**Data section**

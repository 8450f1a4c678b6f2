//! Choice enums and option lists
//!
//! Each GraphQL enum mirrors a coded database enum; the option queries expose
//! the stored codes with their labels.

use async_graphql::{Enum, SimpleObject};

use crate::models::choice::Choice;
use crate::models::{
    CourseLevel as DbCourseLevel, EmployeeStatus as DbEmployeeStatus, Gender as DbGender,
    PayPeriod as DbPayPeriod,
};

/// A stored code with its human-readable label
#[derive(Debug, Clone, PartialEq, Eq, SimpleObject)]
pub struct ChoiceOption {
    /// Code stored in the database (e.g. "F")
    pub value: String,
    pub label: String,
}

/// Every option of a choice enum, in display order
pub fn choice_options<C: Choice>() -> Vec<ChoiceOption> {
    C::ALL
        .iter()
        .map(|choice| ChoiceOption {
            value: choice.code().to_string(),
            label: choice.label().to_string(),
        })
        .collect()
}

/// Employment status
#[derive(Debug, Clone, Copy, PartialEq, Eq, Enum)]
pub enum EmployeeStatus {
    FullTime,
    PartTime,
    Contract,
    LaidOff,
}

impl From<DbEmployeeStatus> for EmployeeStatus {
    fn from(db: DbEmployeeStatus) -> Self {
        match db {
            DbEmployeeStatus::FullTime => Self::FullTime,
            DbEmployeeStatus::PartTime => Self::PartTime,
            DbEmployeeStatus::Contract => Self::Contract,
            DbEmployeeStatus::LaidOff => Self::LaidOff,
        }
    }
}

impl From<EmployeeStatus> for DbEmployeeStatus {
    fn from(gql: EmployeeStatus) -> Self {
        match gql {
            EmployeeStatus::FullTime => Self::FullTime,
            EmployeeStatus::PartTime => Self::PartTime,
            EmployeeStatus::Contract => Self::Contract,
            EmployeeStatus::LaidOff => Self::LaidOff,
        }
    }
}

#[derive(Debug, Clone, Copy, PartialEq, Eq, Enum)]
pub enum Gender {
    Male,
    Female,
}

impl From<DbGender> for Gender {
    fn from(db: DbGender) -> Self {
        match db {
            DbGender::Male => Self::Male,
            DbGender::Female => Self::Female,
        }
    }
}

impl From<Gender> for DbGender {
    fn from(gql: Gender) -> Self {
        match gql {
            Gender::Male => Self::Male,
            Gender::Female => Self::Female,
        }
    }
}

/// Pay period for `perPeriod` amounts
#[derive(Debug, Clone, Copy, PartialEq, Eq, Enum)]
pub enum PayPeriod {
    Daily,
    Weekly,
    Monthly,
    Yearly,
}

impl From<DbPayPeriod> for PayPeriod {
    fn from(db: DbPayPeriod) -> Self {
        match db {
            DbPayPeriod::Daily => Self::Daily,
            DbPayPeriod::Weekly => Self::Weekly,
            DbPayPeriod::Monthly => Self::Monthly,
            DbPayPeriod::Yearly => Self::Yearly,
        }
    }
}

impl From<PayPeriod> for DbPayPeriod {
    fn from(gql: PayPeriod) -> Self {
        match gql {
            PayPeriod::Daily => Self::Daily,
            PayPeriod::Weekly => Self::Weekly,
            PayPeriod::Monthly => Self::Monthly,
            PayPeriod::Yearly => Self::Yearly,
        }
    }
}

/// Qualification level of a course
#[derive(Debug, Clone, Copy, PartialEq, Eq, Enum)]
pub enum CourseLevel {
    HighSchool,
    Degree,
    Diploma,
    Masters,
    Doctorate,
}

impl From<DbCourseLevel> for CourseLevel {
    fn from(db: DbCourseLevel) -> Self {
        match db {
            DbCourseLevel::HighSchool => Self::HighSchool,
            DbCourseLevel::Degree => Self::Degree,
            DbCourseLevel::Diploma => Self::Diploma,
            DbCourseLevel::Masters => Self::Masters,
            DbCourseLevel::Doctorate => Self::Doctorate,
        }
    }
}

impl From<CourseLevel> for DbCourseLevel {
    fn from(gql: CourseLevel) -> Self {
        match gql {
            CourseLevel::HighSchool => Self::HighSchool,
            CourseLevel::Degree => Self::Degree,
            CourseLevel::Diploma => Self::Diploma,
            CourseLevel::Masters => Self::Masters,
            CourseLevel::Doctorate => Self::Doctorate,
        }
    }
}

#[cfg(test)]
mod tests {
    use super::*;

    #[test]
    fn test_status_options_in_order() {
        let options = choice_options::<DbEmployeeStatus>();
        let values: Vec<_> = options.iter().map(|o| o.value.as_str()).collect();
        assert_eq!(values, ["F", "P", "C", "L"]);
        assert_eq!(options[3].label, "Laid Off");
    }

    #[test]
    fn test_course_level_round_trip() {
        for level in DbCourseLevel::ALL {
            let gql = CourseLevel::from(*level);
            assert_eq!(DbCourseLevel::from(gql), *level);
        }
    }
}
pub mod patches;
pub mod pipeline;

pub use pipeline::{Patch, PatchPipeline};
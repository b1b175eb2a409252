use crate::patcher::Patch;
use regex::Regex;
use std::sync::LazyLock;

/// Short-circuits InspectorView.handleAction so drawer toggle shortcuts
/// do nothing inside the embedded view.
pub struct HandleActionPatch;

static HANDLE_ACTION_RE: LazyLock<Regex> = LazyLock::new(|| {
    Regex::new(r"handleAction\(context, actionId\) \{").unwrap()
});

impl Patch for HandleActionPatch {
    fn name(&self) -> &str { "handle_action" }

    fn target(&self) -> &str { "ui/InspectorView.js" }

    fn apply(&self, content: &str) -> Option<String> {
        if !HANDLE_ACTION_RE.is_match(content) {
            return None;
        }
        Some(
            HANDLE_ACTION_RE
                .replace_all(content, "handleAction(context, actionId) { return false;")
                .into_owned(),
        )
    }
}

/// Keeps the drawer closed by making _showDrawer bail out immediately.
pub struct ShowDrawerPatch;

static SHOW_DRAWER_RE: LazyLock<Regex> = LazyLock::new(|| {
    Regex::new(r"_showDrawer\(focus\) \{").unwrap()
});

impl Patch for ShowDrawerPatch {
    fn name(&self) -> &str { "show_drawer" }

    fn target(&self) -> &str { "ui/InspectorView.js" }

    fn apply(&self, content: &str) -> Option<String> {
        if !SHOW_DRAWER_RE.is_match(content) {
            return None;
        }
        Some(
            SHOW_DRAWER_RE
                .replace_all(content, "_showDrawer(focus) { return false;")
                .into_owned(),
        )
    }
}

const DRAWER_LOCATION: &str = "this._showDrawer.bind(this, false), 'drawer-view', true, true";

/// Appends a default tab id to the drawer tabbed-location registration so
/// the drawer comes up on a known tab instead of whatever was persisted.
pub struct DrawerTabLocationPatch {
    default_tab: String,
}

impl DrawerTabLocationPatch {
    pub fn new(default_tab: &str) -> Self {
        Self { default_tab: default_tab.to_string() }
    }
}

impl Patch for DrawerTabLocationPatch {
    fn name(&self) -> &str { "drawer_tab_location" }

    fn target(&self) -> &str { "ui/InspectorView.js" }

    fn apply(&self, content: &str) -> Option<String> {
        if !content.contains(DRAWER_LOCATION) {
            return None;
        }
        Some(content.replace(
            DRAWER_LOCATION,
            &format!("{}, '{}'", DRAWER_LOCATION, self.default_tab),
        ))
    }
}

const MAIN_TAB_LOCATION: &str =
    "InspectorFrontendHostInstance), 'panel', true, true, Root.Runtime.queryParam('panel')";

/// Replaces the ?panel= query-param default for the main tabbed location
/// with a fixed panel id; the embedded view has no URL to carry the param.
pub struct MainTabLocationPatch {
    default_tab: String,
}

impl MainTabLocationPatch {
    pub fn new(default_tab: &str) -> Self {
        Self { default_tab: default_tab.to_string() }
    }
}

impl Patch for MainTabLocationPatch {
    fn name(&self) -> &str { "main_tab_location" }

    fn target(&self) -> &str { "ui/InspectorView.js" }

    fn apply(&self, content: &str) -> Option<String> {
        if !content.contains(MAIN_TAB_LOCATION) {
            return None;
        }
        Some(content.replace(
            MAIN_TAB_LOCATION,
            &format!(
                "InspectorFrontendHostInstance), 'panel', true, true, '{}'",
                self.default_tab
            ),
        ))
    }
}
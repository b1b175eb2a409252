use crate::patcher::Patch;

const DEFAULT_TAB_ASSIGN: &str = "this._defaultTab = defaultTab;";

/// Forces ViewManager's tabbed location to open on a fixed panel rather
/// than the caller-supplied default.
pub struct ShowElementsTabPatch {
    panel: String,
}

impl ShowElementsTabPatch {
    pub fn new(panel: &str) -> Self {
        Self { panel: panel.to_string() }
    }
}

impl Patch for ShowElementsTabPatch {
    fn name(&self) -> &str { "show_elements_tab" }

    fn target(&self) -> &str { "ui/ViewManager.js" }

    fn apply(&self, content: &str) -> Option<String> {
        if !content.contains(DEFAULT_TAB_ASSIGN) {
            return None;
        }
        Some(content.replace(
            DEFAULT_TAB_ASSIGN,
            &format!("this._defaultTab = '{}';", self.panel),
        ))
    }
}
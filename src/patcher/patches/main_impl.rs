use crate::patcher::Patch;
use regex::Regex;
use std::sync::LazyLock;

static MORE_TOOLS_RE: LazyLock<Regex> = LazyLock::new(|| {
    Regex::new(r"const moreTools\s*=\s*[^;]+;").unwrap()
});

/// Stubs out the "More Tools" context menu in MainImpl.js. The stub keeps
/// the call sites happy: defaultSection() yields an object whose
/// appendItem is a no-op.
pub struct MoreToolsPatch;

impl Patch for MoreToolsPatch {
    fn name(&self) -> &str { "more_tools" }

    fn target(&self) -> &str { "main/MainImpl.js" }

    fn apply(&self, content: &str) -> Option<String> {
        if !MORE_TOOLS_RE.is_match(content) {
            return None;
        }
        Some(
            MORE_TOOLS_RE
                .replace_all(
                    content,
                    "const moreTools = { defaultSection: () => ({ appendItem: () => {} }) };",
                )
                .into_owned(),
        )
    }
}
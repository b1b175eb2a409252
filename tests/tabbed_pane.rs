use devtools_shim::patcher::patches::tabbed_pane::AppendTabPatch;
use devtools_shim::patcher::Patch;

fn tabs(names: &[&str]) -> Vec<String> {
    names.iter().map(|s| s.to_string()).collect()
}

#[test]
fn test_append_tab_inserts_guard() {
    let patch = AppendTabPatch::new(&tabs(&["elements", "Styles"]));
    let input = "appendTab(id, tabTitle, view, tabTooltip, userGesture, isCloseable, index) {\n    const tab = new Tab();";
    let result = patch.apply(input).unwrap();
    assert!(result.contains(
        "appendTab(id, tabTitle, view, tabTooltip, userGesture, isCloseable, index) { if (id"
    ));
    assert!(result.contains("id !== 'elements' && id !== 'Styles') return;"));
    assert!(result.contains("const tab = new Tab();"));
}

#[test]
fn test_append_tab_single_entry() {
    let patch = AppendTabPatch::new(&tabs(&["elements"]));
    let input = "appendTab(id, tabTitle, view, tabTooltip, userGesture, isCloseable, index) {";
    let result = patch.apply(input).unwrap();
    assert!(result.contains("{ if (id !== 'elements') return;"));
}

#[test]
fn test_append_tab_empty_allowlist_blocks_all_tabs() {
    let patch = AppendTabPatch::new(&[]);
    let input = "appendTab(id, tabTitle, view, tabTooltip, userGesture, isCloseable, index) {";
    let result = patch.apply(input).unwrap();
    assert!(result.contains("{ if (true) return;"));
    assert!(!result.contains("if () return;"));
}

#[test]
fn test_append_tab_drifted() {
    let patch = AppendTabPatch::new(&tabs(&["elements"]));
    assert!(patch.apply("appendTab(id, title, view) {").is_none());
}
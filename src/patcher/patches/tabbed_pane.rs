use crate::patcher::Patch;
use regex::Regex;
use std::sync::LazyLock;

static APPEND_TAB_RE: LazyLock<Regex> = LazyLock::new(|| {
    Regex::new(r"appendTab\(id, tabTitle, view, tabTooltip, userGesture, isCloseable, index\) \{")
        .unwrap()
});

/// Inserts an allowlist guard at the top of TabbedPane.appendTab so only
/// the tabs the embedded view supports ever register. Everything else
/// (Sources, Audits, extension panels) silently drops.
pub struct AppendTabPatch {
    condition: String,
}

impl AppendTabPatch {
    pub fn new(allowed_tabs: &[String]) -> Self {
        // An empty allowlist means no tab may register; emit a condition
        // that is always true rather than the invalid `if ()`.
        let condition = if allowed_tabs.is_empty() {
            "true".to_string()
        } else {
            allowed_tabs
                .iter()
                .map(|tab| format!("id !== '{}'", tab))
                .collect::<Vec<_>>()
                .join(" && ")
        };
        Self { condition }
    }
}

impl Patch for AppendTabPatch {
    fn name(&self) -> &str { "append_tab" }

    fn target(&self) -> &str { "ui/TabbedPane.js" }

    fn apply(&self, content: &str) -> Option<String> {
        if !APPEND_TAB_RE.is_match(content) {
            return None;
        }
        let replacement = format!(
            "appendTab(id, tabTitle, view, tabTooltip, userGesture, isCloseable, index) {{ if ({}) return;",
            self.condition
        );
        Some(APPEND_TAB_RE.replace_all(content, replacement.as_str()).into_owned())
    }
}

**Exercise details**
Find the lines that mention "Masters" in the entries and show them.

**Response to the exercise**
    Masters,
            DbCourseLevel::Masters => Self::Masters,
            CourseLevel::Masters => Self::Masters,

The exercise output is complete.